Assignment:
Give every line of the records exactly, please, from the first up to and including the one containing "and the call-time".

Collected data
┌────────

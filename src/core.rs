//! Core traits and types for lazyseq.
//!
//! This module defines:
//! - [`Comparator`]: The three-way comparison used by the ordering operators.
//! - [`NaturalOrder`] and [`OrDefault`]: The default order and the call-time
//!   substitution of an absent comparator.
//! - [`Dynamic`]: Runtime type checks for dynamically typed elements, used by
//!   [`of_type`](crate::ops::of_type) and [`cast`](crate::ops::cast).

use std::any::Any;
use std::cmp::Ordering;

/// A total order over keys of type `K`.
///
/// The comparator must answer consistently for equal keys, otherwise the
/// stability of [`order_by`](crate::ops::order_by) does not hold.
///
/// # Examples
///
/// Implementing for a custom struct:
///
/// ```
/// use lazyseq::core::Comparator;
/// use std::cmp::Ordering;
///
/// struct ByAbs;
///
/// impl Comparator<i32> for ByAbs {
///     fn compare(&self, left: &i32, right: &i32) -> Ordering {
///         left.abs().cmp(&right.abs())
///     }
/// }
///
/// assert_eq!(ByAbs.compare(&-7, &3), Ordering::Greater);
/// ```
///
/// Any `Fn(&K, &K) -> Ordering` closure is a comparator as well.
pub trait Comparator<K: ?Sized> {
    /// Compares two keys.
    fn compare(&self, left: &K, right: &K) -> Ordering;
}

impl<K: ?Sized, F> Comparator<K> for F
where
    F: Fn(&K, &K) -> Ordering,
{
    #[inline]
    fn compare(&self, left: &K, right: &K) -> Ordering {
        self(left, right)
    }
}

/// The natural order of `K`, i.e. [`Ord::cmp`].
#[derive(Clone, Copy, Debug, Default, PartialEq, Eq)]
pub struct NaturalOrder;

impl<K: Ord + ?Sized> Comparator<K> for NaturalOrder {
    #[inline]
    fn compare(&self, left: &K, right: &K) -> Ordering {
        left.cmp(right)
    }
}

/// A caller-supplied comparator, or the natural order when none was given.
#[derive(Clone, Copy, Debug, PartialEq, Eq)]
pub enum OrDefault<C> {
    Custom(C),
    Natural,
}

impl<C> From<Option<C>> for OrDefault<C> {
    fn from(comparator: Option<C>) -> Self {
        match comparator {
            Some(comparator) => OrDefault::Custom(comparator),
            None => OrDefault::Natural,
        }
    }
}

impl<K: Ord + ?Sized, C: Comparator<K>> Comparator<K> for OrDefault<C> {
    #[inline]
    fn compare(&self, left: &K, right: &K) -> Ordering {
        match self {
            OrDefault::Custom(comparator) => comparator.compare(left, right),
            OrDefault::Natural => NaturalOrder.compare(left, right),
        }
    }
}

/// A dynamically typed element that may be null.
///
/// The runtime type tag is the element's [`std::any::TypeId`]; `None` in the
/// `Option` forms is the null element.
///
/// # Examples
///
/// ```
/// use lazyseq::core::Dynamic;
/// use std::any::Any;
///
/// let value: Option<Box<dyn Any>> = Some(Box::new("abc"));
/// assert!(value.is::<&str>());
/// assert!(!value.is::<i32>());
/// assert_eq!(value.downcast::<&str>().ok(), Some(Some("abc")));
/// ```
pub trait Dynamic: Sized {
    /// Returns `true` for the null element.
    fn is_null(&self) -> bool;

    /// Returns `true` if the element is non-null and its runtime type is `T`.
    fn is<T: Any>(&self) -> bool;

    /// Narrows the element to `T`.
    ///
    /// Returns `Ok(None)` for null, `Ok(Some(value))` when the runtime type is `T`,
    /// and gives the element back as `Err` otherwise.
    fn downcast<T: Any>(self) -> Result<Option<T>, Self>;
}

macro_rules! impl_dynamic_for_box {
    ($any:ty) => {
        impl Dynamic for Box<$any> {
            fn is_null(&self) -> bool {
                false
            }

            fn is<T: Any>(&self) -> bool {
                (**self).is::<T>()
            }

            fn downcast<T: Any>(self) -> Result<Option<T>, Self> {
                <Box<$any>>::downcast::<T>(self).map(|value| Some(*value))
            }
        }

        impl Dynamic for Option<Box<$any>> {
            fn is_null(&self) -> bool {
                self.is_none()
            }

            fn is<T: Any>(&self) -> bool {
                self.as_ref().is_some_and(|value| Dynamic::is::<T>(value))
            }

            fn downcast<T: Any>(self) -> Result<Option<T>, Self> {
                match self {
                    None => Ok(None),
                    Some(value) => Dynamic::downcast::<T>(value).map_err(Some),
                }
            }
        }
    };
}

impl_dynamic_for_box!(dyn Any);
impl_dynamic_for_box!(dyn Any + Send);

#[cfg(test)]
mod tests {
    use super::*;

    fn by_abs(left: &i32, right: &i32) -> Ordering {
        left.abs().cmp(&right.abs())
    }

    #[test]
    fn absent_comparator_falls_back_to_natural_order() {
        let comparator: OrDefault<fn(&i32, &i32) -> Ordering> = None.into();
        assert!(matches!(comparator, OrDefault::Natural));
        assert_eq!(comparator.compare(&-5, &3), Ordering::Less);
    }

    #[test]
    fn supplied_comparator_is_used() {
        let comparator = OrDefault::from(Some(by_abs));
        assert_eq!(comparator.compare(&-5, &3), Ordering::Greater);
        assert_eq!(comparator.compare(&-3, &3), Ordering::Equal);
    }

    #[test]
    fn boxed_any_reports_its_type() {
        let value: Box<dyn Any> = Box::new(11_i32);
        assert!(!value.is_null());
        assert!(Dynamic::is::<i32>(&value));
        assert!(!Dynamic::is::<String>(&value));

        let value = Dynamic::downcast::<String>(value).unwrap_err();
        assert_eq!(Dynamic::downcast::<i32>(value).ok(), Some(Some(11)));
    }

    #[test]
    fn null_downcasts_to_none() {
        let value: Option<Box<dyn Any + Send>> = None;
        assert!(value.is_null());
        assert!(!value.is::<i32>());
        assert_eq!(value.downcast::<i32>().ok(), Some(None));
    }
}
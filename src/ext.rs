//! Method-call form of the sequence operators.
//!
//! Arguments passed to these methods are always present, so the argument
//! checks of [`crate::ops`] cannot fail and the lazy sequences are returned
//! directly.

use crate::buffer::materialize;
use crate::core::{Comparator, Dynamic, NaturalOrder};
use crate::error::Result;
use crate::ops::{self, Cast, OfType, OrderBy, Reverse, Select, Where};
use std::any::Any;

/// Extension methods available on every iterator.
///
/// # Examples
///
/// ```
/// use lazyseq::prelude::*;
///
/// let names = ["carol", "al", "bob", "dave"]
///     .into_iter()
///     .where_by(|name| name.len() > 2)
///     .order_by(|name| name.len())
///     .select(str::to_uppercase)
///     .to_array();
///
/// assert_eq!(names, vec!["BOB", "DAVE", "CAROL"]);
/// ```
pub trait SequenceExt: Iterator + Sized {
    /// Lazily keeps the elements that satisfy `predicate`.
    fn where_by<P>(self, predicate: P) -> Where<Self, P>
    where
        P: FnMut(&Self::Item) -> bool,
    {
        Where::new(self, predicate)
    }

    /// Lazily projects each element through `selector`.
    fn select<R, F>(self, selector: F) -> Select<Self, F>
    where
        F: FnMut(Self::Item) -> R,
    {
        Select::new(self, selector)
    }

    /// Stable sort by the natural order of the extracted key.
    fn order_by<K, F>(self, key: F) -> OrderBy<Self, F, NaturalOrder>
    where
        K: Ord,
        F: FnMut(&Self::Item) -> K,
    {
        OrderBy::new(self, key, NaturalOrder)
    }

    /// Stable sort by the extracted key under `comparator`.
    fn order_by_with<K, F, C>(self, key: F, comparator: C) -> OrderBy<Self, F, C>
    where
        F: FnMut(&Self::Item) -> K,
        C: Comparator<K>,
    {
        OrderBy::new(self, key, comparator)
    }

    /// Collects the sequence through the materializing buffer.
    fn to_array(self) -> Vec<Self::Item> {
        materialize(self).into_vec()
    }

    /// Counts the elements that satisfy `predicate`.
    fn count_where<P>(self, mut predicate: P) -> usize
    where
        P: FnMut(&Self::Item) -> bool,
    {
        self.fold(0, |count, item| if predicate(&item) { count + 1 } else { count })
    }

    /// Lazily yields the elements in reverse order. See [`ops::reverse`].
    fn reversed(self) -> Reverse<Self> {
        Reverse::new(self)
    }

    /// Lazily keeps only the elements whose runtime type is `T`.
    fn of_type<T: Any>(self) -> OfType<Self, T>
    where
        Self::Item: Dynamic,
    {
        OfType::new(self)
    }

    /// Narrows every element to `T`. See [`ops::cast`].
    fn cast<T: Any>(self) -> Result<Cast<Self::Item, T>>
    where
        Self::Item: Dynamic,
    {
        ops::cast(Some(self))
    }
}

impl<I: Iterator> SequenceExt for I {}
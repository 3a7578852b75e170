use lazyseq::prelude::*;
use rand::Rng;
use std::time::Instant;

#[test]
fn test_materialize_1m_unsized() {
    let count = 1_000_000;
    let start = Instant::now();
    let evens = range(0, count).unwrap().where_by(|x| x % 2 == 0).to_array();
    println!("Materialized {} elements in {:?}", evens.len(), start.elapsed());

    assert_eq!(evens.len(), 500_000);
    assert!(evens.windows(2).all(|w| w[1] - w[0] == 2));
}

#[test]
fn test_order_by_presorted_is_linear() {
    // Sorted input costs one comparison per element.
    let count = 200_000;
    let start = Instant::now();
    let sorted = range(0, count).unwrap().order_by(|x| *x).to_array();
    println!("Ordered {} presorted elements in {:?}", sorted.len(), start.elapsed());

    assert_eq!(sorted.len(), 200_000);
    assert!(sorted.windows(2).all(|w| w[0] < w[1]));
}

#[test]
fn test_order_by_5k_random() {
    let count = 5_000;
    let mut rng = rand::rng();
    let input: Vec<u16> = (0..count).map(|_| rng.random()).collect();

    let start = Instant::now();
    let sorted = input.clone().into_iter().order_by(|x| *x).to_array();
    println!("Ordered {} random elements in {:?}", count, start.elapsed());

    let mut expected = input;
    expected.sort();
    assert_eq!(sorted, expected);
}

#[test]
#[ignore]
fn test_order_by_50k_reversed() {
    // Worst case for insertion: every element walks the whole placed prefix.
    let count = 50_000;
    let start = Instant::now();
    let sorted = range(0, count).unwrap().order_by(|x| -x).to_array();
    println!("Ordered {} reversed elements in {:?}", count, start.elapsed());

    assert_eq!(sorted.first(), Some(&(count - 1)));
    assert_eq!(sorted.last(), Some(&0));
}
//! Materialization of one-pass sequences into a dense, indexable buffer.
//!
//! A source whose length is known up front (an exact `size_hint`) is copied
//! into a buffer of exactly that size. Otherwise the buffer starts empty, jumps
//! to [`INITIAL_CAPACITY`] on the first element and doubles every time it
//! fills up, so the total copying cost stays amortized O(n).

use tracing::trace;

/// Capacity allocated when the first element of an unsized source arrives.
pub const INITIAL_CAPACITY: usize = 4;

/// Factor applied to the capacity whenever the buffer is full.
pub const GROWTH_FACTOR: usize = 2;

/// Working storage with a logical capacity that may exceed its element count.
///
/// The logical capacity is tracked separately from the allocator's so that the
/// growth sequence is deterministic.
#[derive(Debug)]
pub(crate) struct Buffer<T> {
    items: Vec<T>,
    capacity: usize,
}

impl<T> Buffer<T> {
    pub(crate) fn new() -> Self {
        Self {
            items: Vec::new(),
            capacity: 0,
        }
    }

    pub(crate) fn with_exact_capacity(capacity: usize) -> Self {
        Self {
            items: Vec::with_capacity(capacity),
            capacity,
        }
    }

    pub(crate) fn len(&self) -> usize {
        self.items.len()
    }

    pub(crate) fn is_empty(&self) -> bool {
        self.items.is_empty()
    }

    pub(crate) fn capacity(&self) -> usize {
        self.capacity
    }

    /// Appends an element, growing first if the buffer is full.
    pub(crate) fn push(&mut self, item: T) {
        if self.capacity == 0 {
            self.grow_to(INITIAL_CAPACITY);
        } else if self.items.len() == self.capacity {
            self.grow_to(self.capacity.max(1) * GROWTH_FACTOR);
        }
        self.items.push(item);
    }

    fn grow_to(&mut self, capacity: usize) {
        trace!(from = self.capacity, to = capacity, "growing buffer");
        let mut items = Vec::with_capacity(capacity);
        items.append(&mut self.items);
        self.items = items;
        self.capacity = capacity;
    }

    /// Drops the spare capacity and hands out exactly `len()` elements.
    pub(crate) fn into_vec(self) -> Vec<T> {
        let mut items = self.items;
        items.shrink_to_fit();
        items
    }
}

/// Copies every element of `source` into a buffer, in source order.
pub(crate) fn materialize<I: IntoIterator>(source: I) -> Buffer<I::Item> {
    let source = source.into_iter();
    let buffer = match source.size_hint() {
        (lower, Some(upper)) if lower == upper => {
            let mut buffer = Buffer::with_exact_capacity(lower);
            buffer.items.extend(source);
            if buffer.items.len() > buffer.capacity {
                buffer.capacity = buffer.items.len();
            }
            buffer
        }
        _ => {
            let mut buffer = Buffer::new();
            for item in source {
                buffer.push(item);
            }
            buffer
        }
    };
    trace!(count = buffer.len(), capacity = buffer.capacity(), "materialized sequence");
    buffer
}
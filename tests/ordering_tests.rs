use lazyseq::prelude::*;
use std::cell::Cell;
use std::cmp::Ordering;

fn by_abs(left: &i32, right: &i32) -> Ordering {
    left.abs().cmp(&right.abs())
}

fn ordered<K, F, C>(source: Vec<i32>, key: F, comparator: C) -> Vec<i32>
where
    K: Ord,
    F: FnMut(&i32) -> K,
    C: Comparator<K>,
{
    order_by(Some(source), Some(key), Some(comparator))
        .unwrap()
        .collect()
}

#[test]
fn test_int_key_shifted_by_abs() {
    let actual = ordered(vec![44, 56, 123, 456, 11, 13, 154, 879, 11111], |x| x - 100, by_abs);
    assert_eq!(actual, vec![123, 56, 154, 44, 13, 11, 456, 879, 11111]);
}

#[test]
fn test_int_key_last_digit_keeps_ties_in_order() {
    // 56 and 456 share the key 6.
    let actual = ordered(vec![44, 56, 456, 11, 13, 158, 879], |x| x % 10, by_abs);
    assert_eq!(actual, vec![11, 13, 44, 56, 456, 158, 879]);
}

#[test]
fn test_int_key_square_root() {
    let actual = ordered(vec![49, 25, 64, 625, 100], |x| f64::from(*x).sqrt() as i32, by_abs);
    assert_eq!(actual, vec![25, 49, 64, 100, 625]);
}

#[test]
fn test_string_key_by_length() {
    let by_len = |a: &String, b: &String| a.len().cmp(&b.len());
    let actual = ordered(vec![49, 25, 64, 625, 100], |x| x.to_string(), by_len);
    assert_eq!(actual, vec![49, 25, 64, 625, 100]);
}

#[test]
fn test_string_key_by_position_of_one() {
    let position = |s: &String| s.find('1').map_or(-1, |p| p as i64);
    let by_position = move |a: &String, b: &String| position(a).cmp(&position(b));
    let actual = ordered(vec![49, 41, 25, 64, 625, 100], |x| x.to_string(), by_position);
    assert_eq!(actual, vec![49, 25, 64, 625, 100, 41]);
}

#[test]
fn test_absent_comparator_uses_natural_order() {
    let sorted = order_by(Some(vec![3, -7, 1, 0]), Some(|x: &i32| *x), None::<fn(&i32, &i32) -> Ordering>)
        .unwrap()
        .collect::<Vec<_>>();
    assert_eq!(sorted, vec![-7, 0, 1, 3]);
}

#[test]
fn test_absent_source_or_key_fails_eagerly() {
    let missing_key = order_by(Some(vec![1, 2, 3]), None::<fn(&i32) -> i32>, None::<fn(&i32, &i32) -> Ordering>);
    assert!(matches!(missing_key, Err(SequenceError::ArgumentNull { name: "key" })));

    let missing_source = order_by(None::<Vec<i32>>, Some(|x: &i32| x % 10), Some(by_abs));
    assert!(matches!(missing_source, Err(SequenceError::ArgumentNull { name: "source" })));
}

#[test]
fn test_sorting_is_deferred_until_first_pull() {
    let calls = Cell::new(0);
    let key = |x: &i32| {
        calls.set(calls.get() + 1);
        *x
    };

    let mut sorted = order_by(Some(vec![3, 1, 2]), Some(key), Some(by_abs)).unwrap();
    assert_eq!(calls.get(), 0);

    assert_eq!(sorted.next(), Some(1));
    let after_first_pull = calls.get();
    assert!(after_first_pull > 0);

    assert_eq!(sorted.collect::<Vec<_>>(), vec![2, 3]);
    assert_eq!(calls.get(), after_first_pull);
}

#[test]
fn test_source_is_not_read_at_call_time() {
    let pulled = Cell::new(0);
    let source = (0..5).inspect(|_| pulled.set(pulled.get() + 1));

    let sorted = order_by(Some(source), Some(|x: &i32| -x), None::<NaturalOrder>).unwrap();
    assert_eq!(pulled.get(), 0);
    assert_eq!(sorted.collect::<Vec<_>>(), vec![4, 3, 2, 1, 0]);
    assert_eq!(pulled.get(), 5);
}

#[test]
fn test_sorting_is_idempotent() {
    let once = ordered(vec![44, 56, 123, 456, 11, 13, 154, 879, 11111], |x| x % 7, by_abs);
    let twice = ordered(once.clone(), |x| x % 7, by_abs);
    assert_eq!(once, twice);
}

#[test]
fn test_chained_order_by_with() {
    let records = vec![("b", 2), ("a", 1), ("c", 2), ("d", 1)];
    let sorted = records
        .into_iter()
        .order_by_with(|r| r.1, |a: &i32, b: &i32| b.cmp(a))
        .select(|r| r.0)
        .to_array();
    assert_eq!(sorted, vec!["b", "c", "a", "d"]);
}

#[test]
fn test_size_hint_after_sort() {
    let mut sorted = vec![5, 4, 3].into_iter().order_by(|x| *x);
    assert_eq!(sorted.size_hint(), (3, Some(3)));
    sorted.next();
    assert_eq!(sorted.size_hint(), (2, Some(2)));
}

└────────

Output of the task:
filename src/core.rs
//! Core traits and types for lazyseq.
//!
//! This module defines:
//! - [`Comparator`]: The three-way comparison used by the ordering operators.
//! - [`NaturalOrder`] and [`OrDefault`]: The default order and the call-time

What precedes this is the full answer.